Julia Ortner

Kommentar

Julia Ortner

Taktik-Meisterschaften statt Politik

09.04.2019 • 04:59 Uhr / 3 Minuten Lesezeit

Diese gute Laune wie aus dem Gummibären-Werbespot – Sie wissen schon, da haben es Erwachsene übertrieben lustig bei der Arbeit – ist also nicht mehr Teil der türkis-blauen Regierungserzählung. Beim Ministerrat vergangene Woche geht es auf offener Bühne um die Abgrenzung der FPÖ von den rechtsextremen Identitären, Vizekanzler (defensiv) und Kanzler (offensiv) richten sich kleine Unfreundlichkeiten aus – und dann sagt Sebastian Kurz kühl in Richtung Heinz-Christian Strache: „Für mich gibt es eine klare rote Linie: Rechtsextremismus.“

Und wer will dem Bundeskanzler da bitte öffentlich widersprechen? An Rechtspopulismus haben sich viele hierzulande ja schon zu sehr gewöhnt, aber rechtsextreme Umtriebe, davon will man abseits einer gewissen Szene nichts wissen – Österreich ist kein Naziland, wir doch nicht! Kurz kann sich also nach dem Attentat von Christchurch und der Aufregung um den Identitären Martin Sellner taktisch elegant über die FPÖ erheben und abgrenzen; Strache bemüht sich auch am freiheitlichen Landesparteitag in Linz um Abgrenzung zu den Identitären, ja er schickt noch solche Aussendungen nach: „Mit einem Herrn Sellner, der ein Hakenkreuz auf eine Synagoge geklebt hat, haben wir nichts zu tun, und wollen wir nichts zu tun haben.“ Kurz akzeptiert die Abgrenzung gnädig.

Neuwahlen? Wunschdenken

Und die Theorien rund um die türkise Strategie blühen. Plant der Kanzler schon den Absprung und baldige Neuwahlen? Warum taucht ausgerechnet jetzt die Geschichte über Sellners Vergangenheit in der „Kleinen Zeitung“ auf? Zufälle gibt es in Vorwahlzeiten bekanntermaßen eher nicht, und eines ist jedenfalls klar: Das Auseinanderdividieren der bisher nach außen so harmonischen Koalition kommt der Volkspartei im EU-Wahlkampf entgegen und schärft das Profil ihres (für die Parteispitze manchmal auch unbequemen) Listen-Ersten Othmar Karas als das des guten, korrekten Europäers; für FPÖ-Spitzenkandidat Harald Vilimsky bleibt die Rolle des rechten Radikalinskis, die er wiederum authentisch verkörpert.
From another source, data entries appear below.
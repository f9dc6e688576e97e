use std::fs;
use std::path::{Path, PathBuf};
use std::sync::atomic::{AtomicBool, AtomicUsize, Ordering};
use std::sync::{Arc, Mutex};
use std::thread;

use tracing::{debug, warn};

use crate::domain::{Page, page_file_name};
use crate::error::ChapterboxError;
use crate::http::{HttpClient, HttpRequest};
use crate::transform;

pub const MAX_CONCURRENT_PAGES: usize = 10;

#[derive(Debug, Clone, Default)]
pub struct AbortSignal(Arc<AtomicBool>);

impl AbortSignal {
    pub fn new() -> Self {
        Self(Arc::new(AtomicBool::new(false)))
    }

    pub fn request(&self) {
        self.0.store(true, Ordering::SeqCst);
    }

    pub fn is_set(&self) -> bool {
        self.0.load(Ordering::SeqCst)
    }

    pub fn check(&self) -> Result<(), ChapterboxError> {
        if self.is_set() {
            return Err(ChapterboxError::Aborted);
        }
        Ok(())
    }
}

pub trait PageDownload: Sync {
    fn download_page(&self, page: &Page, abort: &AbortSignal) -> Result<PathBuf, ChapterboxError>;
}

#[derive(Debug, Clone, Copy)]
pub struct BoundedFetcher {
    limit: usize,
}

impl Default for BoundedFetcher {
    fn default() -> Self {
        Self::new(MAX_CONCURRENT_PAGES)
    }
}

impl BoundedFetcher {
    pub fn new(limit: usize) -> Self {
        Self {
            limit: limit.max(1),
        }
    }

    pub fn limit(&self) -> usize {
        self.limit
    }

    /// Downloads every page with at most `limit` in flight. The first failure stops
    /// new pages from starting and aborts running transfers; returns after all
    /// workers have exited.
    pub fn fetch<D>(&self, pages: &[Page], downloader: &D) -> Result<Vec<PathBuf>, ChapterboxError>
    where
        D: PageDownload + ?Sized,
    {
        if pages.is_empty() {
            return Ok(Vec::new());
        }

        let abort = AbortSignal::new();
        let next = AtomicUsize::new(0);
        let first_error = Mutex::new(None::<ChapterboxError>);
        let written = Mutex::new(Vec::with_capacity(pages.len()));
        let workers = self.limit.min(pages.len());

        thread::scope(|scope| {
            for _ in 0..workers {
                scope.spawn(|| {
                    while !abort.is_set() {
                        let index = next.fetch_add(1, Ordering::SeqCst);
                        let Some(page) = pages.get(index) else {
                            break;
                        };
                        match downloader.download_page(page, &abort) {
                            Ok(path) => lock(&written).push(path),
                            Err(err) => {
                                let mut slot = lock(&first_error);
                                if slot.is_none() && !matches!(err, ChapterboxError::Aborted) {
                                    *slot = Some(err);
                                }
                                drop(slot);
                                abort.request();
                                break;
                            }
                        }
                    }
                });
            }
        });

        if let Some(err) = first_error.into_inner().unwrap_or_else(|p| p.into_inner()) {
            return Err(err);
        }
        if abort.is_set() {
            return Err(ChapterboxError::Aborted);
        }
        let mut written = written.into_inner().unwrap_or_else(|p| p.into_inner());
        written.sort();
        Ok(written)
    }
}

fn lock<T>(mutex: &Mutex<T>) -> std::sync::MutexGuard<'_, T> {
    mutex.lock().unwrap_or_else(|poisoned| poisoned.into_inner())
}

pub struct HttpPageWriter<'a> {
    http: &'a dyn HttpClient,
    staging_dir: &'a Path,
    page_count: usize,
}

impl<'a> HttpPageWriter<'a> {
    pub fn new(http: &'a dyn HttpClient, staging_dir: &'a Path, page_count: usize) -> Self {
        Self {
            http,
            staging_dir,
            page_count,
        }
    }

    fn fetch_to(
        &self,
        page: &Page,
        url: &str,
        destination: &Path,
        abort: &AbortSignal,
    ) -> Result<(), ChapterboxError> {
        let request = HttpRequest::get(url).headers(page.headers.iter().cloned());
        match &page.encryption_key {
            Some(key) => {
                let bytes = self.http.get_bytes(&request, abort)?;
                let decoded = transform::decode(&bytes, key)?;
                fs::write(destination, decoded).map_err(|err| {
                    ChapterboxError::Filesystem(format!("write {}: {err}", destination.display()))
                })
            }
            None => self.http.download(&request, destination, abort).map(|_| ()),
        }
    }
}

impl PageDownload for HttpPageWriter<'_> {
    fn download_page(&self, page: &Page, abort: &AbortSignal) -> Result<PathBuf, ChapterboxError> {
        let name = page_file_name(page.index, self.page_count, &page.extension());
        let destination = self.staging_dir.join(name);

        let primary = match self.fetch_to(page, &page.url, &destination, abort) {
            Ok(()) => {
                debug!(page = page.index, "page downloaded");
                return Ok(destination);
            }
            Err(ChapterboxError::Aborted) => return Err(ChapterboxError::Aborted),
            Err(err) => err,
        };

        if destination.exists() {
            fs::remove_file(&destination).map_err(|err| {
                ChapterboxError::Filesystem(format!("remove {}: {err}", destination.display()))
            })?;
        }

        let Some(fallback) = page.fallback_url.as_deref() else {
            return Err(ChapterboxError::PageFetch {
                page: page.index,
                message: primary.to_string(),
            });
        };
        warn!(page = page.index, error = %primary, "full quality image failed, using fallback");
        match self.fetch_to(page, fallback, &destination, abort) {
            Ok(()) => Ok(destination),
            Err(ChapterboxError::Aborted) => Err(ChapterboxError::Aborted),
            Err(err) => Err(ChapterboxError::PageFetch {
                page: page.index,
                message: format!("{primary}; fallback: {err}"),
            }),
        }
    }
}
„Das Auseinanderdividieren der bisher so harmonischen Koalition kommt der ÖVP im EU-Wahlkampf entgegen.“

Julia Ortner

Die nun gerade in SPÖ-Kreisen gerne verbreitete Theorie, Kurz würde schnurstracks Richtung Neuwahl marschieren, um die imageschädlichen Blauen loszuwerden, ist wahrscheinlich mehr Wunschdenken und soll in die Koalition hinein hussen, der man sonst nicht so recht beikommt. Die ÖVP-Strategen werden bei aller Leidenschaft für den großen Plan eine fast 60-Prozent-Regierungsmehrheit wohl nicht gerade jetzt riskieren, wo der Umbau der Sozialversicherung umgesetzt wird; und – vor allem – das für Türkis-Blau wichtige Großprojekt des neuen ORF-Gesetzes noch nicht erledigt ist. Strategie-Spiele statt Politik, das wird in der Situation nicht ausreichen.